After last week's cavalcade of horrors on a human level, this week's episode offers more of a light-hearted story, albeit one with the darkness still lurking at its core. We're back with Carol and Morgan, with the former still feeling the burden of guilt – and in her injured state, having visions of walkers as the people they once were, which is a surprisingly humane touch for the series, and feels right for her – as they reach The Kingdom.

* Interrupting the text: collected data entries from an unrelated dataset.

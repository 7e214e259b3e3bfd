use serde::{Deserialize, Serialize};
use serde_json::Value;

use crate::items::DurangoItem;

/// Error codes shared by `dispatch.ack` and `session.error`.
#[derive(Debug, Clone, Copy, PartialEq, Eq, Serialize, Deserialize)]
#[serde(rename_all = "SCREAMING_SNAKE_CASE")]
pub enum ErrorCode {
    MachineOffline,
    CodexUnauthenticated,
    ProjectNotFound,
    DispatchTimeout,
    AppServerError,
    Unauthorized,
    ValidationError,
}

#[derive(Debug, Clone, PartialEq, Serialize, Deserialize)]
pub struct ErrorEnvelope {
    pub code: ErrorCode,
    pub message: String,
    #[serde(default, skip_serializing_if = "Option::is_none")]
    pub details: Option<Value>,
}

/// Dispatch acknowledgement ladder. `Completed` and `Failed` are terminal.
#[derive(Debug, Clone, Copy, PartialEq, Eq, Serialize, Deserialize)]
#[serde(rename_all = "lowercase")]
pub enum AckStatus {
    Accepted,
    Running,
    Completed,
    Failed,
}

#[derive(Debug, Clone, PartialEq, Serialize, Deserialize)]
#[serde(rename_all = "camelCase")]
pub struct MachineDescriptor {
    pub machine_id: String,
    pub user_id: String,
    pub hostname: String,
    pub platform: String,
    pub arch: String,
    #[serde(default, skip_serializing_if = "Option::is_none")]
    pub os_version: Option<String>,
    pub cli_version: String,
    #[serde(default, skip_serializing_if = "Option::is_none")]
    pub codex_version: Option<String>,
}

/// Thread row pushed to the relay during bootstrap discovery.
#[derive(Debug, Clone, PartialEq, Serialize, Deserialize)]
#[serde(rename_all = "camelCase")]
pub struct ThreadRecord {
    pub id: String,
    pub project_id: String,
    pub codex_thread_id: String,
    pub title: String,
    pub status: String,
    pub created_at: u64,
    pub updated_at: u64,
}

/// An upload carried inside a dispatch. The bridge materializes `data`
/// (base64) to disk and never interprets it.
#[derive(Debug, Clone, PartialEq, Serialize, Deserialize)]
#[serde(rename_all = "camelCase")]
pub struct Attachment {
    pub kind: String,
    #[serde(default, skip_serializing_if = "Option::is_none")]
    pub name: Option<String>,
    pub data: String,
}

/// Relay-originated command. The `type` tag doubles as the action name used
/// in diagnostics.
#[derive(Debug, Clone, PartialEq, Serialize, Deserialize)]
#[serde(tag = "type")]
pub enum DispatchAction {
    #[serde(rename = "thread.start", rename_all = "camelCase")]
    ThreadStart {
        request_id: String,
        thread_id: String,
        #[serde(default, skip_serializing_if = "Option::is_none")]
        cwd: Option<String>,
        #[serde(default, skip_serializing_if = "Option::is_none")]
        prompt: Option<String>,
        #[serde(default, skip_serializing_if = "Vec::is_empty")]
        attachments: Vec<Attachment>,
        #[serde(default, skip_serializing_if = "Option::is_none")]
        model: Option<String>,
    },
    #[serde(rename = "thread.hydrate", rename_all = "camelCase")]
    ThreadHydrate {
        request_id: String,
        thread_id: String,
        codex_thread_id: String,
    },
    #[serde(rename = "turn.start", rename_all = "camelCase")]
    TurnStart {
        request_id: String,
        thread_id: String,
        codex_thread_id: String,
        #[serde(default, skip_serializing_if = "Option::is_none")]
        cwd: Option<String>,
        #[serde(default, skip_serializing_if = "Option::is_none")]
        prompt: Option<String>,
        #[serde(default, skip_serializing_if = "Vec::is_empty")]
        attachments: Vec<Attachment>,
        #[serde(default, skip_serializing_if = "Option::is_none")]
        model: Option<String>,
    },
    #[serde(rename = "model.list", rename_all = "camelCase")]
    ModelList { request_id: String },
    #[serde(rename = "turn.interrupt", rename_all = "camelCase")]
    TurnInterrupt {
        request_id: String,
        codex_thread_id: String,
    },
}

impl DispatchAction {
    pub fn request_id(&self) -> &str {
        match self {
            Self::ThreadStart { request_id, .. }
            | Self::ThreadHydrate { request_id, .. }
            | Self::TurnStart { request_id, .. }
            | Self::ModelList { request_id }
            | Self::TurnInterrupt { request_id, .. } => request_id,
        }
    }

    pub fn name(&self) -> &'static str {
        match self {
            Self::ThreadStart { .. } => "thread.start",
            Self::ThreadHydrate { .. } => "thread.hydrate",
            Self::TurnStart { .. } => "turn.start",
            Self::ModelList { .. } => "model.list",
            Self::TurnInterrupt { .. } => "turn.interrupt",
        }
    }
}

/// Frames the bridge sends to the relay.
#[derive(Debug, Clone, PartialEq, Serialize, Deserialize)]
#[serde(tag = "type")]
pub enum ClientMessage {
    #[serde(rename = "machine.hello", rename_all = "camelCase")]
    MachineHello {
        token: String,
        machine: MachineDescriptor,
    },
    #[serde(rename = "machine.heartbeat", rename_all = "camelCase")]
    MachineHeartbeat { machine_id: String, timestamp: u64 },
    #[serde(rename = "dispatch.ack", rename_all = "camelCase")]
    DispatchAck {
        request_id: String,
        machine_id: String,
        status: AckStatus,
        #[serde(default, skip_serializing_if = "Option::is_none")]
        error: Option<ErrorEnvelope>,
        #[serde(default, skip_serializing_if = "Option::is_none")]
        payload: Option<Value>,
    },
    #[serde(rename = "event.upsert", rename_all = "camelCase")]
    EventUpsert {
        request_id: String,
        machine_id: String,
        thread_id: String,
        #[serde(default, skip_serializing_if = "Option::is_none")]
        run_id: Option<String>,
        item: DurangoItem,
    },
    #[serde(rename = "thread.update", rename_all = "camelCase")]
    ThreadUpdate {
        machine_id: String,
        thread_id: String,
        title: String,
    },
    #[serde(rename = "thread.upsert", rename_all = "camelCase")]
    ThreadUpsert {
        machine_id: String,
        thread: ThreadRecord,
    },
}

/// Frames the relay sends to the bridge. Unknown `type` tags are skipped by
/// the caller before deserializing into this union.
#[derive(Debug, Clone, PartialEq, Serialize, Deserialize)]
#[serde(tag = "type")]
pub enum ServerMessage {
    #[serde(rename = "session.ready", rename_all = "camelCase")]
    SessionReady {
        machine_id: String,
        user_id: String,
        heartbeat_interval_ms: u64,
    },
    #[serde(rename = "dispatch.request", rename_all = "camelCase")]
    DispatchRequest { action: DispatchAction },
    #[serde(rename = "session.error", rename_all = "camelCase")]
    SessionError {
        error: ErrorEnvelope,
        recoverable: bool,
    },
}
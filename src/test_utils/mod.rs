#![allow(missing_docs)]

pub(crate) mod db;
pub(crate) mod http;

pub(crate) use db::poison_lock;
pub(crate) use http::{get_header, read_body_text};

And what a fascinating place this is, ruled over by a man who at first seems to be a drama club president handed ultimate power. Who also has a tiger named Shiva. Khary Payton's King Ezekiel is a great creation, and a complicated man. Unless you've read the comics and know more about him, you don't learn until later in the episode that his grandeur is an act, one designed specifically to give his "subjects" a feeling of hopefulness for their security and the future. Carol, being Carol, doesn't buy it from the start, and there's scope for Melissa McBride to switch from the hard-nosed character we've come to know and often love to her faux-helpless version. And kudos to the team (the episode was written by Matthew Negrete and directed by Greg Nicotero) for having Ezekiel figure her out in one episode. His scene later with Carol, where he reveals his true nature (former zookeeper, much more pragmatic and plainspoken) was a great one, sketching in character without having to ladle on exposition. And is there the merest hint of sparks between these two.
But this being The Walking Dead, trouble still lurks and right now, that means Saviours. Turns out Ezekiel's big secret, which he keeps from most of the people at the Kingdom (bet that will bite him in the bum faster than a walker in the future) is that he is also forced to deliver food and supplies to Negan's goons. Unlike Rick and co., he's found a way to make it work, even if the situation is uneasy. It's good to see someone who has apparently figured out leadership, though we can't help thinking that more doom is around the corner. For now, though, it was enjoyable to be able to wander this community, with its plants sprouting from old filing cabinets and its cheery choirs covering Bob Dylan tunes. It can't last, but this was a much more entertaining hour than the unrelenting terror of last week, no matter how effective it was. As Ezekiel himself says, "It's not all bad. It can't be. Life isn't. Where there's life, there's hope. Heroism, light, grace."
And even Morgan seems to have found something to believe in here, even if, as he admits that he's still not sure of his own philosophy and place in life. We're worried by his seeming bonding with young Benjamin (Logan Miller), mostly because it probably means the guy might not be long for this world. As for Carol... Even with Ezekiel laying on the charm and revealing the truth of the Kingdom to her can't stop her from listening to her inner Littlest Hobo (or Incredible Hulk) and she still feels compelled to leave. He has her compromise by heading to a little house on the very edge of his territory (complete with every family's dream of a rusty picket fence and a walker to welcome you home) where she can "leave but not leave." Well, it's a start.
There's nothing of Rick and his tortured, terrified team tonight and while that might be frustrating for some after the knife-edge tension of last week, it's actually a relief to see something else. If the show can maintain the balance between the sheer brutality it can often devolve into and something more approaching hopefulness, then Season 7 may lure some turned off by the Negan splat-athon back into the fold. Not that a show with this big a ratings base needs to worry about that...
The Walking Dead airs Sundays at 9pm on AMC in the States and Mondays at 9pm on Fox.